use std::path::PathBuf;

use clap::{Args, Parser, Subcommand};
use rustplay_core::{
    AssemblyFlavor, Channel, CrateType, Edition, Mode, Options, ProcessAssembly, Target,
};

/// Build, run, test, or inspect Rust snippets on a remote playground.
#[derive(Debug, Parser)]
#[command(name = "rustplay", version)]
pub struct Cli {
    #[command(subcommand)]
    pub command: Command,
}

#[derive(Debug, Subcommand)]
pub enum Command {
    /// List the available targets, with notes for the current options.
    Targets {
        /// Source file used to evaluate the Wasm note.
        file: Option<PathBuf>,

        #[command(flatten)]
        options: OptionArgs,
    },

    /// Submit a source file for one target and print the result.
    Submit {
        /// run, build, test, asm, llvm-ir, mir, hir, or wasm.
        target: Target,

        /// Source file; reads stdin when omitted or `-`.
        file: Option<PathBuf>,

        #[command(flatten)]
        options: OptionArgs,

        /// Backend base URL (overrides PLAYGROUND_URL).
        #[arg(long)]
        url: Option<String>,

        /// Seconds before a job without answer fails (overrides
        /// PLAYGROUND_JOB_TIMEOUT_SECS).
        #[arg(long)]
        timeout: Option<u64>,

        /// Extra attempts for network and timeout failures.
        #[arg(long, default_value_t = 0)]
        retries: u32,

        /// Append every job event to this file as JSON lines.
        #[arg(long)]
        event_log: Option<PathBuf>,
    },
}

/// Session options shared by every subcommand.
#[derive(Debug, Args)]
pub struct OptionArgs {
    #[arg(long, default_value = "stable")]
    pub channel: Channel,

    #[arg(long, default_value = "debug")]
    pub mode: Mode,

    #[arg(long, default_value = "2021")]
    pub edition: Edition,

    /// Inferred from the source when omitted.
    #[arg(long)]
    pub crate_type: Option<CrateType>,

    #[arg(long, default_value = "att")]
    pub assembly_flavor: AssemblyFlavor,

    /// Keep mangled symbol names in assembly output.
    #[arg(long)]
    pub no_demangle: bool,

    #[arg(long, default_value = "filter")]
    pub process_assembly: ProcessAssembly,

    #[arg(long)]
    pub backtrace: bool,
}

impl OptionArgs {
    pub fn to_options(&self) -> Options {
        Options {
            channel: self.channel,
            mode: self.mode,
            edition: self.edition,
            crate_type: self.crate_type,
            assembly_flavor: self.assembly_flavor,
            demangle_assembly: !self.no_demangle,
            process_assembly: self.process_assembly,
            backtrace: self.backtrace,
        }
    }
}

#[cfg(test)]
mod tests {
    use assert_matches::assert_matches;
    use clap::CommandFactory;

    use super::*;

    #[test]
    fn cli_definition_is_consistent() {
        Cli::command().debug_assert();
    }

    #[test]
    fn submit_parses_target_and_options() {
        let cli = Cli::try_parse_from([
            "rustplay",
            "submit",
            "llvm-ir",
            "main.rs",
            "--channel",
            "nightly",
            "--crate-type",
            "cdylib",
            "--no-demangle",
            "--retries",
            "2",
        ])
        .unwrap();

        let Command::Submit {
            target,
            file,
            options,
            retries,
            ..
        } = cli.command
        else {
            panic!("Expected the submit subcommand");
        };
        assert_eq!(target, Target::LlvmIr);
        assert_eq!(file, Some(PathBuf::from("main.rs")));
        assert_eq!(retries, 2);

        let options = options.to_options();
        assert_eq!(options.channel, Channel::Nightly);
        assert_eq!(options.crate_type, Some(CrateType::Cdylib));
        assert!(!options.demangle_assembly);
    }

    #[test]
    fn defaults_match_session_defaults() {
        let cli = Cli::try_parse_from(["rustplay", "targets"]).unwrap();
        let Command::Targets { options, file } = cli.command else {
            panic!("Expected the targets subcommand");
        };
        assert!(file.is_none());
        assert_eq!(options.to_options(), Options::default());
    }

    #[test]
    fn unknown_target_is_rejected() {
        assert_matches!(Cli::try_parse_from(["rustplay", "submit", "mri"]), Err(_));
    }
}
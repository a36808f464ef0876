//! Environment variable helpers shared by every crate's config loader.

use std::str::FromStr;

/// A configuration value that is present but unusable.
#[derive(Debug, thiserror::Error)]
pub enum ConfigError {
    #[error("{var} has an invalid value '{value}': {reason}")]
    Invalid {
        var: &'static str,
        value: String,
        reason: String,
    },
}

/// Read `var` and parse it, falling back to `default` when unset.
pub fn env_or<T>(var: &'static str, default: T) -> Result<T, ConfigError>
where
    T: FromStr,
    T::Err: std::fmt::Display,
{
    match std::env::var(var) {
        Ok(raw) => parse_value(var, &raw),
        Err(_) => Ok(default),
    }
}

/// Parse a raw string for `var`.
pub fn parse_value<T>(var: &'static str, raw: &str) -> Result<T, ConfigError>
where
    T: FromStr,
    T::Err: std::fmt::Display,
{
    raw.trim().parse().map_err(|e: T::Err| ConfigError::Invalid {
        var,
        value: raw.to_string(),
        reason: e.to_string(),
    })
}

#[cfg(test)]
mod tests {
    use assert_matches::assert_matches;

    use super::*;

    #[test]
    fn parses_trimmed_value() {
        let secs: u64 = parse_value("TIMEOUT", " 45 ").unwrap();
        assert_eq!(secs, 45);
    }

    #[test]
    fn reports_variable_and_value_on_error() {
        let err = parse_value::<u64>("TIMEOUT", "soon").unwrap_err();
        assert_matches!(err, ConfigError::Invalid { var: "TIMEOUT", ref value, .. } if value == "soon");
    }

    #[test]
    fn unset_variable_uses_default() {
        let value: u16 = env_or("RUSTPLAY_TEST_SURELY_UNSET_VARIABLE", 7).unwrap();
        assert_eq!(value, 7);
    }
}
use std::path::{Path, PathBuf};
use std::process::ExitCode;
use std::time::Duration;

use anyhow::Context;
use clap::Parser;
use rustplay_client::{ClientConfig, PlaygroundApi};
use rustplay_core::{Flags, JobRequest, Options, Target};
use rustplay_events::EventLog;
use rustplay_orchestrator::{submit_with_retry, JobOrchestrator, OrchestratorConfig, RetryPolicy};
use tokio::io::AsyncReadExt;
use tokio_util::sync::CancellationToken;
use tracing_subscriber::{layer::SubscriberExt, util::SubscriberInitExt};

mod args;
mod render;

use args::{Cli, Command};

/// How long to wait for the event log to drain after the session ends.
const EVENT_LOG_DRAIN: Duration = Duration::from_secs(5);

#[tokio::main]
async fn main() -> anyhow::Result<ExitCode> {
    dotenvy::dotenv().ok();

    tracing_subscriber::registry()
        .with(
            tracing_subscriber::EnvFilter::try_from_default_env()
                .unwrap_or_else(|_| "rustplay=info,rustplay_orchestrator=info".into()),
        )
        .with(tracing_subscriber::fmt::layer().with_writer(std::io::stderr))
        .init();

    let cli = Cli::parse();

    match cli.command {
        Command::Targets { file, options } => {
            let options = options.to_options();
            let code = match file {
                Some(path) => read_source(Some(&path)).await?,
                None => String::new(),
            };
            render::print_targets(&mut std::io::stdout(), Flags::derive(&options, &code))?;
            Ok(ExitCode::SUCCESS)
        }
        Command::Submit {
            target,
            file,
            options,
            url,
            timeout,
            retries,
            event_log,
        } => {
            let code = read_source(file.as_deref()).await?;
            let session = Session {
                target,
                code,
                options: options.to_options(),
                url,
                timeout,
                retries,
                event_log,
            };
            session.run().await
        }
    }
}

/// One `submit` invocation.
struct Session {
    target: Target,
    code: String,
    options: Options,
    url: Option<String>,
    timeout: Option<u64>,
    retries: u32,
    event_log: Option<PathBuf>,
}

impl Session {
    async fn run(self) -> anyhow::Result<ExitCode> {
        let mut client_config = ClientConfig::from_env()?;
        if let Some(url) = self.url {
            client_config.base_url = url;
        }
        let mut orchestrator_config = OrchestratorConfig::from_env()?;
        if let Some(secs) = self.timeout {
            orchestrator_config.request_timeout = Duration::from_secs(secs);
        }

        let api = PlaygroundApi::new(&client_config).context("Failed to build HTTP client")?;
        tracing::info!(base_url = api.base_url(), "Using playground backend");
        let orchestrator = JobOrchestrator::new(api, orchestrator_config);

        let log_task = match &self.event_log {
            Some(path) => {
                let file = tokio::fs::OpenOptions::new()
                    .create(true)
                    .append(true)
                    .open(path)
                    .await
                    .with_context(|| format!("Failed to open event log {}", path.display()))?;
                Some(tokio::spawn(EventLog::run(file, orchestrator.subscribe())))
            }
            None => None,
        };

        let flags = Flags::derive(&self.options, &self.code);
        if let Some(note) = self.target.note(flags) {
            eprintln!("Note: {note}");
        }
        let request = JobRequest::prepare(self.target, self.code, &self.options, flags);

        let cancel = CancellationToken::new();
        let interrupt = {
            let cancel = cancel.clone();
            let orchestrator = orchestrator.clone();
            tokio::spawn(async move {
                if tokio::signal::ctrl_c().await.is_ok() {
                    tracing::info!("Interrupted, cancelling job");
                    cancel.cancel();
                    orchestrator.cancel().await;
                }
            })
        };

        let policy = RetryPolicy::with_retries(self.retries);
        let event = submit_with_retry(&orchestrator, request, &policy, &cancel).await;
        interrupt.abort();

        let code = match event {
            Some(event) => {
                render::print_outcome(&mut std::io::stdout(), &mut std::io::stderr(), &event)?
            }
            // Cancelled while waiting between retries.
            None => {
                eprintln!("cancelled");
                130
            }
        };

        orchestrator.shutdown().await;
        drop(orchestrator);

        if let Some(task) = log_task {
            match tokio::time::timeout(EVENT_LOG_DRAIN, task).await {
                Ok(Ok(_)) => {}
                Ok(Err(e)) => tracing::error!(error = %e, "Event log task failed"),
                Err(_) => tracing::warn!("Event log did not drain in time"),
            }
        }

        Ok(render::exit_code(code))
    }
}

/// Read source code from `path`, or stdin for `None` and `-`.
async fn read_source(path: Option<&Path>) -> anyhow::Result<String> {
    match path {
        Some(path) if path != Path::new("-") => tokio::fs::read_to_string(path)
            .await
            .with_context(|| format!("Failed to read {}", path.display())),
        _ => {
            let mut code = String::new();
            tokio::io::stdin()
                .read_to_string(&mut code)
                .await
                .context("Failed to read source from stdin")?;
            Ok(code)
        }
    }
}
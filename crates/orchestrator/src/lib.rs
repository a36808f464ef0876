//! Remote build-and-execute orchestration core.
//!
//! [`JobOrchestrator`] keeps at most one job pending per session, cancels
//! superseded jobs, bounds every backend call with a timeout, and publishes
//! lifecycle events. [`backoff`] adds retry with exponential backoff for
//! network and timeout failures.

pub mod backoff;
pub mod config;
pub mod handle;
pub mod orchestrator;

pub use backoff::{submit_with_retry, RetryPolicy};
pub use config::OrchestratorConfig;
pub use handle::JobHandle;
pub use orchestrator::JobOrchestrator;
▬▬▬▬▬▬▬▬▬▬
### [Problem requirements]
Begin at the first line of the records above and quote every line verbatim through the one that contains "#[derive(Debug, Parser)]".

### [Reply to the task]
use std::path::PathBuf;

use clap::{Args, Parser, Subcommand};
use rustplay_core::{
    AssemblyFlavor, Channel, CrateType, Edition, Mode, Options, ProcessAssembly, Target,
};

/// Build, run, test, or inspect Rust snippets on a remote playground.
#[derive(Debug, Parser)]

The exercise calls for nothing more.